▶ _Activity_: For this exercise, please find the lines in the entries that include the word "other" and copy them.

>>

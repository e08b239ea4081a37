mod config;

use std::sync::Arc;

use anyhow::Context;

use tower_http::cors::CorsLayer;
use tower_http::services::ServeDir;
use tower_http::trace::TraceLayer;
use tracing::info;

use blaxgram_api::{AppState, AppStateInner};

use crate::config::Config;

#[tokio::main]
async fn main() -> anyhow::Result<()> {
    // Load .env if present
    let _ = dotenvy::dotenv();

    // Init logging
    tracing_subscriber::fmt()
        .with_env_filter(
            tracing_subscriber::EnvFilter::try_from_default_env().unwrap_or_else(|_| {
                "blaxgram=debug,blaxgram_api=debug,blaxgram_db=info,tower_http=debug".into()
            }),
        )
        .init();

    let config = Config::from_env()?;

    // Init database
    let db = blaxgram_db::Database::open(&config.db_path)?;

    let token_ttl = chrono::TimeDelta::try_days(config.token_ttl_days)
        .context("token lifetime out of range")?;

    // Shared state
    let state: AppState = Arc::new(AppStateInner {
        db,
        jwt_secret: config.jwt_secret.clone(),
        token_ttl,
    });

    let mut app = blaxgram_api::router(state);
    if let Some(dir) = &config.static_dir {
        info!("Serving static files from {}", dir.display());
        app = app.fallback_service(ServeDir::new(dir));
    }

    let app = app
        .layer(CorsLayer::permissive())
        .layer(TraceLayer::new_for_http());

    info!("Blaxgram server listening on {}", config.addr);

    let listener = tokio::net::TcpListener::bind(config.addr).await?;
    axum::serve(listener, app).await?;

    Ok(())
}
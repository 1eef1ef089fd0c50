use std::sync::Arc;

use crate::dispatch::MethodTable;
use crate::value::{Error, Result, Value};

/// Kernel `dup`: copy the receiver into a fresh object.
///
/// Only heap kinds have anything to copy. Immediates without their own `dup`
/// cannot be duplicated this way.
pub fn generic_dup(v: &Value) -> Result<Value> {
    match v {
        Value::Str(s) => Ok(Value::Str(Arc::from(&**s))),
        other => Err(Error::CantDup(other.kind())),
    }
}

pub fn load_libs(table: &mut MethodTable) {
    table.define_kernel(method!("dup", recv => generic_dup(recv)));
    table.define_kernel(method!("frozen?", recv => Ok(Value::Bool(recv.is_frozen()))));
    table.define_kernel(method!("nil?", recv => Ok(Value::Bool(matches!(recv, Value::Nil)))));
    table.define_kernel(method!("equal?", recv, other => Ok(Value::Bool(recv.identical(other)))));
    table.define_kernel(method!("eql?", recv, other => Ok(Value::Bool(recv == other))));
}
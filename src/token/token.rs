use self::Kind::*;
use crate::loc::{Locate, SourceLocation};
use std::fmt::{self, Display};

#[derive(Debug, Clone, Copy, PartialEq)]
pub enum Kind<'a> {
    Integer(i64),
    Float(f64),
    Symbol(&'a str),
    Str(&'a str),
    Identifier(&'a str),
    Nil,
    True,
    False,
    Let,
    Dot,
    Comma,
    Semicolon,
    Equal,
    LeftParen,
    RightParen,
}

impl<'a> Display for Kind<'a> {
    fn fmt(&self, f: &mut fmt::Formatter) -> fmt::Result {
        match self {
            Integer(n) => write!(f, "integer {}", n),
            Float(x) => write!(f, "float {}", x),
            Symbol(s) => write!(f, "symbol :{}", s),
            Str(s) => write!(f, "string {:?}", s),
            Identifier(s) => write!(f, "identifier '{}'", s),
            Nil => write!(f, "'nil'"),
            True => write!(f, "'true'"),
            False => write!(f, "'false'"),
            Let => write!(f, "'let'"),
            Dot => write!(f, "'.'"),
            Comma => write!(f, "','"),
            Semicolon => write!(f, "';'"),
            Equal => write!(f, "'='"),
            LeftParen => write!(f, "'('"),
            RightParen => write!(f, "')'"),
        }
    }
}

#[derive(Debug, Clone, Copy, PartialEq)]
pub struct Token<'a> {
    pub kind: Kind<'a>,
    pub loc: SourceLocation,
}

impl<'a> Display for Token<'a> {
    fn fmt(&self, f: &mut fmt::Formatter) -> fmt::Result {
        self.kind.fmt(f)
    }
}

impl<'a> Locate for Token<'a> {
    fn location(&self) -> SourceLocation {
        self.loc
    }
}
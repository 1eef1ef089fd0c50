#[derive(Debug, Clone, Copy, PartialEq, Eq)]
pub struct SourceLocation {
    pub offset: usize,
    pub len: usize,
}

impl SourceLocation {
    pub fn new(offset: usize, len: usize) -> Self {
        SourceLocation { offset, len }
    }

    /// Return the section of `source` corresponding to this location.
    pub fn text<'a>(&self, source: &'a str) -> &'a str {
        &source[self.offset..self.end_offset()]
    }

    /// 1-based line and column of the start of this location.
    pub fn line_col(&self, source: &str) -> (usize, usize) {
        let before = &source[..self.offset];
        let line = before.matches('\n').count() + 1;
        let col = before.rfind('\n').map_or(before.len(), |i| before.len() - i - 1) + 1;
        (line, col)
    }

    /// Render the line containing this location with a caret marker below it.
    pub fn render(&self, source: &str) -> String {
        let (line, loc) = self.context(source);
        let pad = " ".repeat(line[..loc.offset].chars().count());
        let marks = "^".repeat(loc.text(line).chars().count().max(1));
        format!("{}\n{}{}", line, pad, marks)
    }

    /// Return the line that contains the object's location, and the location
    /// relative to that line. Locations spanning lines are clipped to the first.
    fn context(self, source: &str) -> (&str, SourceLocation) {
        let start = source[..self.offset].rfind('\n').map_or(0, |i| i + 1);
        let end = source[self.offset..]
            .find('\n')
            .map_or(source.len(), |i| self.offset + i);
        let offset = self.offset - start;
        let len = self.len.min(end - self.offset);
        (&source[start..end], SourceLocation { offset, len })
    }

    fn end_offset(&self) -> usize {
        self.offset.saturating_add(self.len)
    }
}

pub trait Locate {
    fn location(&self) -> SourceLocation;
}

pub trait TryLocate {
    fn maybe_location(&self) -> Option<SourceLocation>;
}

impl<T: Locate> TryLocate for T {
    fn maybe_location(&self) -> Option<SourceLocation> {
        Some(self.location())
    }
}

<<

▶ _Solved exercise_:
        other => Err(Error::CantDup(other.kind())),
    table.define_kernel(method!("equal?", recv, other => Ok(Value::Bool(recv.identical(other)))));
    table.define_kernel(method!("eql?", recv, other => Ok(Value::Bool(recv == other))));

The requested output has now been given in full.